"Blue Gender (Vol. 2)": More Blue, More Deaths
When Yuji sees a young girl about to be slaughtered by the Blue, his selfless actions endanger both the Sleeper Recovery Team and the refugees holed up in a makeshift camp. All the while, Yuji notices the harsh reality of relationships in this bleak future. Can Yuji’s naivete break down Marlene’s frosty exterior. More pressing still: Will they even make it through the day alive?
When the Sleeper Recovery Team comes upon a village of refugees, Yuji attempts to save the day. But, as in every other episode so far, people die and die and die. Forget Seina Yamada’s bad luck: Yuji’s is worse on a greater scale. His actions cause people to lose their lives. But in all of the episodes, Yuji’s compassionate nature shines through: he risks his life to save a girl he doesn’t know, and is hurt by Marlene’s apparent indifference to the loss of an ally. Yuji, the costar of the series, also shows off his compassionate nature. Without these touches of humanity, Blue Gender would just be a gruesome, animated Starship Troopers (and we’ve already had one of those), but Yuji’s personality gives the viewers a sense of hope. Despite all the bloodshed, you’re wind up strongly hoping that these compelling characters will make it through.
Blue Gender continues to be a great watch; it’s definitely not your standard animé. There is no humor or comedy, and it is possibly the only series where I can say with conviction that nobody is guaranteed to live through an episode. Life is expendable, and the characters know that. Marlene and other survivors operate under a simple code: try to live while you can.
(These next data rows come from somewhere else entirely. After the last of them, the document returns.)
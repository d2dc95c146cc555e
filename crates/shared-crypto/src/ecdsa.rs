//! # ECDSA Signatures (secp256k1)
//!
//! Account keys and witness signatures.
//!
//! ## Security Properties
//!
//! - RFC 6979 deterministic nonces (no RNG dependency for signing)
//! - Low-S normalization on signing, high-S rejected on verification
//! - Messages are hashed with SHA-256 before signing
//!
//! ## Use Cases
//!
//! - Signing the hash data of a transaction for a witness
//! - Verifying signatures submitted by remote signers

use crate::CryptoError;
use k256::ecdsa::{
    signature::{Signer, Verifier},
    Signature as K256Signature, SigningKey, VerifyingKey,
};
use std::fmt;
use zeroize::Zeroize;

/// Compressed public key length.
pub const PUBLIC_KEY_LENGTH: usize = 33;

/// Signature length (r || s).
pub const SIGNATURE_LENGTH: usize = 64;

/// Compressed secp256k1 public key (33 bytes).
///
/// Ordered by its encoded bytes, which is the order keys take inside a
/// multi-signature verification script.
#[derive(Clone, Copy, PartialEq, Eq, PartialOrd, Ord, Hash)]
pub struct PublicKey([u8; PUBLIC_KEY_LENGTH]);

impl PublicKey {
    /// Create from compressed bytes (33 bytes, starting with 0x02 or 0x03).
    pub fn from_slice(bytes: &[u8]) -> Result<Self, CryptoError> {
        if bytes.len() != PUBLIC_KEY_LENGTH {
            return Err(CryptoError::InvalidPublicKey);
        }
        // Validate it's a valid compressed point
        VerifyingKey::from_sec1_bytes(bytes).map_err(|_| CryptoError::InvalidPublicKey)?;
        let mut out = [0u8; PUBLIC_KEY_LENGTH];
        out.copy_from_slice(bytes);
        Ok(Self(out))
    }

    /// Get raw compressed bytes.
    pub fn as_bytes(&self) -> &[u8; PUBLIC_KEY_LENGTH] {
        &self.0
    }

    /// Verify a signature over `message`.
    pub fn verify(&self, message: &[u8], signature: &Signature) -> Result<(), CryptoError> {
        let verifying_key =
            VerifyingKey::from_sec1_bytes(&self.0).map_err(|_| CryptoError::InvalidPublicKey)?;

        let sig = K256Signature::from_slice(&signature.0).map_err(|_| {
            CryptoError::InvalidSignatureFormat {
                expected: SIGNATURE_LENGTH,
                actual: signature.0.len(),
            }
        })?;

        verifying_key
            .verify(message, &sig)
            .map_err(|_| CryptoError::SignatureVerificationFailed)
    }
}

impl fmt::Debug for PublicKey {
    fn fmt(&self, f: &mut fmt::Formatter<'_>) -> fmt::Result {
        write!(f, "PublicKey(")?;
        for b in &self.0 {
            write!(f, "{:02x}", b)?;
        }
        write!(f, ")")
    }
}

/// ECDSA signature (64 bytes, r||s format).
#[derive(Clone, Copy, Debug, PartialEq, Eq)]
pub struct Signature([u8; SIGNATURE_LENGTH]);

impl Signature {
    /// Create from bytes (64 bytes).
    pub fn from_bytes(bytes: [u8; SIGNATURE_LENGTH]) -> Self {
        Self(bytes)
    }

    /// Create from a slice, checking the length.
    pub fn from_slice(bytes: &[u8]) -> Result<Self, CryptoError> {
        if bytes.len() != SIGNATURE_LENGTH {
            return Err(CryptoError::InvalidSignatureFormat {
                expected: SIGNATURE_LENGTH,
                actual: bytes.len(),
            });
        }
        let mut out = [0u8; SIGNATURE_LENGTH];
        out.copy_from_slice(bytes);
        Ok(Self(out))
    }

    /// Get raw bytes.
    pub fn as_bytes(&self) -> &[u8; SIGNATURE_LENGTH] {
        &self.0
    }
}

/// secp256k1 ECDSA keypair.
#[derive(Clone)]
pub struct KeyPair {
    signing_key: SigningKey,
}

impl KeyPair {
    /// Generate random keypair.
    pub fn generate() -> Self {
        let signing_key = SigningKey::random(&mut rand::thread_rng());
        Self { signing_key }
    }

    /// Create from secret key bytes (32 bytes).
    pub fn from_bytes(bytes: [u8; 32]) -> Result<Self, CryptoError> {
        let signing_key =
            SigningKey::from_bytes((&bytes).into()).map_err(|_| CryptoError::InvalidPrivateKey)?;
        Ok(Self { signing_key })
    }

    /// Create from a secret key slice.
    pub fn from_slice(bytes: &[u8]) -> Result<Self, CryptoError> {
        let bytes: [u8; 32] = bytes.try_into().map_err(|_| CryptoError::InvalidPrivateKey)?;
        Self::from_bytes(bytes)
    }

    /// Get public key (compressed, 33 bytes).
    pub fn public_key(&self) -> PublicKey {
        let encoded = self.signing_key.verifying_key().to_encoded_point(true);
        // SEC1 compressed encoding is always 33 bytes: 0x02/0x03 || x
        let mut bytes = [0u8; PUBLIC_KEY_LENGTH];
        bytes.copy_from_slice(encoded.as_bytes());
        PublicKey(bytes)
    }

    /// Sign a message (deterministic RFC 6979 over SHA-256(message)).
    pub fn sign(&self, message: &[u8]) -> Signature {
        let sig: K256Signature = self.signing_key.sign(message);
        let bytes: [u8; SIGNATURE_LENGTH] = sig.to_bytes().into();
        Signature(bytes)
    }

    /// Get secret key bytes (for serialization).
    pub fn to_bytes(&self) -> [u8; 32] {
        self.signing_key.to_bytes().into()
    }
}

impl fmt::Debug for KeyPair {
    fn fmt(&self, f: &mut fmt::Formatter<'_>) -> fmt::Result {
        f.debug_struct("KeyPair")
            .field("public_key", &self.public_key())
            .finish_non_exhaustive()
    }
}

impl Drop for KeyPair {
    fn drop(&mut self) {
        // Zeroize secret key material
        let mut bytes: [u8; 32] = self.signing_key.to_bytes().into();
        bytes.zeroize();
    }
}
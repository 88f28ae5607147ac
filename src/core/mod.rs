pub mod config;
pub mod errors;
pub mod types;
#![allow(dead_code)]

use std::collections::VecDeque;
use std::path::Path;
use std::sync::{Arc, Mutex};

use catalog_sync_lib::{
    core::{config::WorkerConfig, errors::AppResult},
    db::Database,
    sidecar::{
        layout_reader::{DocumentExtractor, JsonLayoutExtractor},
        types::{BBox, ImageBlob, LayoutPayload, PageImage, PageLayout, Token},
    },
    storage::FsObjectStore,
    AppState,
};

pub const PAGE_WIDTH: f64 = 612.0;
pub const PAGE_HEIGHT: f64 = 792.0;
pub const COLUMNS: usize = 4;
pub const ROWS: usize = 4;
const CHAR_WIDTH: f64 = 4.0;
const WORD_GAP: f64 = 3.0;
const TOKEN_HEIGHT: f64 = 8.0;

/// One catalog entry as printed: SKU, then name, UPC and pack lines.
#[derive(Debug, Clone)]
pub struct ItemSpec {
    pub sku: String,
    pub name: String,
    pub upc: Option<String>,
    pub pack: Option<String>,
    pub with_image: bool,
}

impl ItemSpec {
    pub fn new(sku: &str, name: &str, upc: &str, pack: &str) -> Self {
        Self {
            sku: sku.to_string(),
            name: name.to_string(),
            upc: Some(upc.to_string()),
            pack: Some(pack.to_string()),
            with_image: true,
        }
    }

    pub fn without_pack(mut self) -> Self {
        self.pack = None;
        self
    }

    pub fn without_upc(mut self) -> Self {
        self.upc = None;
        self
    }

    pub fn without_image(mut self) -> Self {
        self.with_image = false;
        self
    }
}

/// `count` Bloom's items with distinct SKUs starting at `first`.
pub fn bloom_items(first: usize, count: usize) -> Vec<ItemSpec> {
    (first..first + count)
        .map(|n| ItemSpec::new(&format!("BLM{n}"), &format!("Sour Sticks {n}"), &format!("0327970{n:05}"), "12/3oz"))
        .collect()
}

pub fn image_bytes_for(sku: &str) -> Vec<u8> {
    format!("png-bytes-{sku}").into_bytes()
}

pub fn column_center(column: usize) -> f64 {
    80.0 + column as f64 * 150.0
}

pub fn row_top(row: usize) -> f64 {
    130.0 + row as f64 * 175.0
}

/// Splits `text` into word tokens starting at `x0`.
pub fn line_tokens(text: &str, x0: f64, top: f64) -> Vec<Token> {
    let mut tokens = Vec::new();
    let mut cursor = x0;
    for word in text.split_whitespace() {
        let width = word.chars().count() as f64 * CHAR_WIDTH;
        tokens.push(Token {
            text: word.to_string(),
            bbox: BBox {
                x0: cursor,
                x1: cursor + width,
                top,
                bottom: top + TOKEN_HEIGHT,
            },
        });
        cursor += width + WORD_GAP;
    }
    tokens
}

fn letterhead() -> Vec<Token> {
    let mut words = line_tokens("www.bloomskosher.com", 250.0, 40.0);
    words.extend(line_tokens("Bloom Packaging Corp.", 240.0, 20.0));
    words
}

/// One page with items laid out row-major on a 4x4 grid.
pub fn grid_page(page_no: usize, items: &[ItemSpec]) -> PageLayout {
    assert!(items.len() <= COLUMNS * ROWS, "too many items for one page");
    let mut page = PageLayout {
        width: PAGE_WIDTH,
        height: PAGE_HEIGHT,
        words: letterhead(),
        images: Vec::new(),
        image_blobs: Vec::new(),
    };

    for (slot, item) in items.iter().enumerate() {
        let cx = column_center(slot % COLUMNS);
        let top = row_top(slot / COLUMNS);
        let x0 = cx - 50.0;

        page.words.extend(line_tokens(&item.sku, x0, top));
        page.words.extend(line_tokens(&item.name, x0, top + 12.0));
        if let Some(upc) = &item.upc {
            page.words.extend(line_tokens(upc, x0, top + 24.0));
        }
        if let Some(pack) = &item.pack {
            page.words.extend(line_tokens(pack, x0, top + 36.0));
        }

        if item.with_image {
            let name = format!("Im{page_no}_{slot}");
            page.images.push(PageImage {
                name: name.clone(),
                bbox: BBox {
                    x0: cx - 50.0,
                    x1: cx + 50.0,
                    top: top + 50.0,
                    bottom: top + 130.0,
                },
            });
            page.image_blobs
                .push(ImageBlob::new(format!("{name}.png"), &image_bytes_for(&item.sku)));
        }
    }
    page
}

pub fn catalog_layout(pages: &[Vec<ItemSpec>]) -> LayoutPayload {
    LayoutPayload {
        pages: pages
            .iter()
            .enumerate()
            .map(|(index, items)| grid_page(index + 1, items))
            .collect(),
    }
}

pub fn layout_bytes(layout: &LayoutPayload) -> Vec<u8> {
    serde_json::to_vec(layout).expect("layout serializes")
}

/// Returns queued payloads in order, repeating the last one once drained.
pub struct SequencedExtractor {
    payloads: Mutex<VecDeque<LayoutPayload>>,
    last: Mutex<Option<LayoutPayload>>,
}

impl SequencedExtractor {
    pub fn new(payloads: Vec<LayoutPayload>) -> Self {
        Self {
            payloads: Mutex::new(payloads.into()),
            last: Mutex::new(None),
        }
    }
}

impl DocumentExtractor for SequencedExtractor {
    fn extract(&self, _path: &Path) -> AppResult<LayoutPayload> {
        let next = self.payloads.lock().expect("payload lock").pop_front();
        let mut last = self.last.lock().expect("last lock");
        if let Some(payload) = next {
            *last = Some(payload);
        }
        Ok(last.clone().unwrap_or_default())
    }
}

pub async fn test_state(root: &Path, extractor: Arc<dyn DocumentExtractor>) -> AppState {
    let db = Database::in_memory().await.expect("db should initialize");
    let config = WorkerConfig {
        data_dir: root.to_path_buf(),
        ..WorkerConfig::default()
    };
    AppState {
        db,
        store: Arc::new(FsObjectStore::new(config.object_store_root())),
        extractor,
        config,
    }
}

pub async fn json_state(root: &Path) -> AppState {
    test_state(root, Arc::new(JsonLayoutExtractor)).await
}
use once_cell::sync::Lazy;
use regex::Regex;

use crate::catalog::{lines::round_to, HEADER_BAND_TOP};
use crate::sidecar::types::{PageImage, Token};

/// Images must start at least this far below the SKU's top edge...
const MIN_DROP: f64 = 20.0;
/// ...and no further than this.
const MAX_DROP: f64 = 220.0;
const MAX_HORIZONTAL_OFFSET: f64 = 80.0;
/// Where an item image usually starts relative to its SKU.
const EXPECTED_DROP: f64 = 40.0;
const HORIZONTAL_WEIGHT: f64 = 0.25;

static SKU_RE: Lazy<Regex> =
    Lazy::new(|| Regex::new(r"^[A-Z][A-Z0-9\-/]{2,}\d{2,}$").expect("valid sku regex"));

pub fn is_sku_token(text: &str) -> bool {
    SKU_RE.is_match(text)
}

#[derive(Debug, Clone, Copy)]
pub struct Assignment<'a> {
    pub sku: &'a Token,
    pub image: Option<&'a PageImage>,
}

/// Below-letterhead images of a page, in extraction order.
pub fn item_images(images: &[PageImage]) -> Vec<&PageImage> {
    images
        .iter()
        .filter(|image| image.bbox.top > HEADER_BAND_TOP)
        .collect()
}

/// SKU-shaped tokens below the letterhead, in (row, column) order.
pub fn sku_tokens(words: &[Token]) -> Vec<&Token> {
    let mut skus: Vec<&Token> = words
        .iter()
        .filter(|word| word.bbox.top > HEADER_BAND_TOP && is_sku_token(&word.text))
        .collect();
    skus.sort_by(|a, b| {
        round_to(a.bbox.top, 2)
            .total_cmp(&round_to(b.bbox.top, 2))
            .then(a.bbox.x0.total_cmp(&b.bbox.x0))
    });
    skus
}

/// Pairs every SKU token on a page with the closest unclaimed image below it.
///
/// SKUs are visited in (row, column) order and each image is handed out at
/// most once, so an earlier SKU always wins a contested image.
pub fn assign_images<'a>(words: &'a [Token], images: &'a [PageImage]) -> Vec<Assignment<'a>> {
    let candidates = item_images(images);
    let mut claimed = vec![false; candidates.len()];
    let mut assignments = Vec::new();

    for sku in sku_tokens(words) {
        let sku_x = sku.bbox.center_x();
        let sku_top = sku.bbox.top;

        let mut best: Option<(f64, usize)> = None;
        for (index, image) in candidates.iter().enumerate() {
            if claimed[index] {
                continue;
            }
            let image_x = image.bbox.center_x();
            let image_top = image.bbox.top;
            if !(image_top > sku_top + MIN_DROP && image_top < sku_top + MAX_DROP) {
                continue;
            }
            let dx = (image_x - sku_x).abs();
            if dx > MAX_HORIZONTAL_OFFSET {
                continue;
            }
            let score = (image_top - (sku_top + EXPECTED_DROP)).abs() + HORIZONTAL_WEIGHT * dx;
            if best.map_or(true, |(best_score, _)| score < best_score) {
                best = Some((score, index));
            }
        }

        let image = best.map(|(_, index)| {
            claimed[index] = true;
            candidates[index]
        });
        assignments.push(Assignment { sku, image });
    }

    assignments
}
use serde_json::Value;

use crate::core::{errors::AppResult, types::ProgressSummary};

pub const LABEL_QUEUED: &str = "queued";
pub const LABEL_REUSING_CACHED_ITEMS: &str = "reusing_cached_items";
pub const LABEL_FULL_PARSE_PROCESSING: &str = "full_parse_processing";
pub const LABEL_COMPLETE: &str = "complete";
pub const LABEL_FAILED: &str = "failed";

/// Whole-number share of `done` over `total`, clamped to `0..=100`.
pub fn progress_percent(total: i64, done: i64) -> i64 {
    if total <= 0 {
        return 0;
    }
    (done.saturating_mul(100) / total).clamp(0, 100)
}

/// Running counters of one job. Percent is derived, never stored here.
#[derive(Debug, Clone, Copy, Default, PartialEq, Eq)]
pub struct ProgressCounters {
    pub raw_candidates: i64,
    pub total_items: i64,
    pub reused_items: i64,
    pub queued_items: i64,
    pub processed_items: i64,
    pub failed_items: i64,
    pub total_pages: i64,
}

impl ProgressCounters {
    pub fn done_items(&self) -> i64 {
        self.reused_items + self.processed_items + self.failed_items
    }

    pub fn summary(&self) -> ProgressSummary {
        ProgressSummary {
            raw_candidates: self.raw_candidates,
            unique_skus: self.total_items,
            total_items: self.total_items,
            reused_items: self.reused_items,
            queued_items: self.queued_items,
            processed_items: self.processed_items,
            failed_items: self.failed_items,
            parsed_pages: self.total_pages,
            total_pages: self.total_pages,
            progress_percent: progress_percent(self.total_items, self.done_items()),
        }
    }
}

/// Catalog-side `parse_summary` payload while a job is still running.
pub fn processing_summary(progress: &ProgressSummary, label: &str) -> AppResult<Value> {
    let mut summary = serde_json::to_value(progress)?;
    if let Value::Object(fields) = &mut summary {
        fields.insert("progress_label".to_string(), Value::String(label.to_string()));
    }
    Ok(summary)
}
This code leads to some disturbing scenes, and sequences in which characters try to find solace in each other’s company are downright eerie; but in this series that’s a good thing. Blue Gender is not for kids, nor is it for someone looking for an “entertaining” (in the traditional sense) animé. It’s straight horror/drama/sci-fi. While the sci-fi comes from the mechs and Blue monsters, and the horror from the graphicness of the battles, the show’s strength is easily the drama.
Extras to Volume 2 include “Blue File 1” (a visual guide to various species of Blue), “Berak Free Extended Version” (a music video set to the show’s theme song), profiles (both of the characters and the voice actors), text-less songs (the intro “Break Free” and the ending “Love Taught Me”), and an image gallery (composed of various cells with backgrounds, instead of actual screencaps, which does show more effort). While all of those (and the usual trailers) are nice, the first volume had a commentary by the voice actors, which would have been a greatly appreciated addition to the present disc. (I’m eagerly waiting for any animé company to do commentaries with the frequency Fox does with The Simpsons and Futurama). Audio and video are fine, naturally. The disc case has a shot of Yuji and Marlene behind Yung, the girl who Yuji risks his life to save. Dark and foreboding, it’s fits Blue Gender‘s mood. The back has technical-looking text, reminding you that this is two or three decades in the future.
More episodes and extras would have been nice, of course. But looking at the show and the show alone, these episodes continue to be a great look at humanity during its most stressful times.
Episode 4- “Agony”
Episode 5- “Priority”
Episode 6- “Relationship”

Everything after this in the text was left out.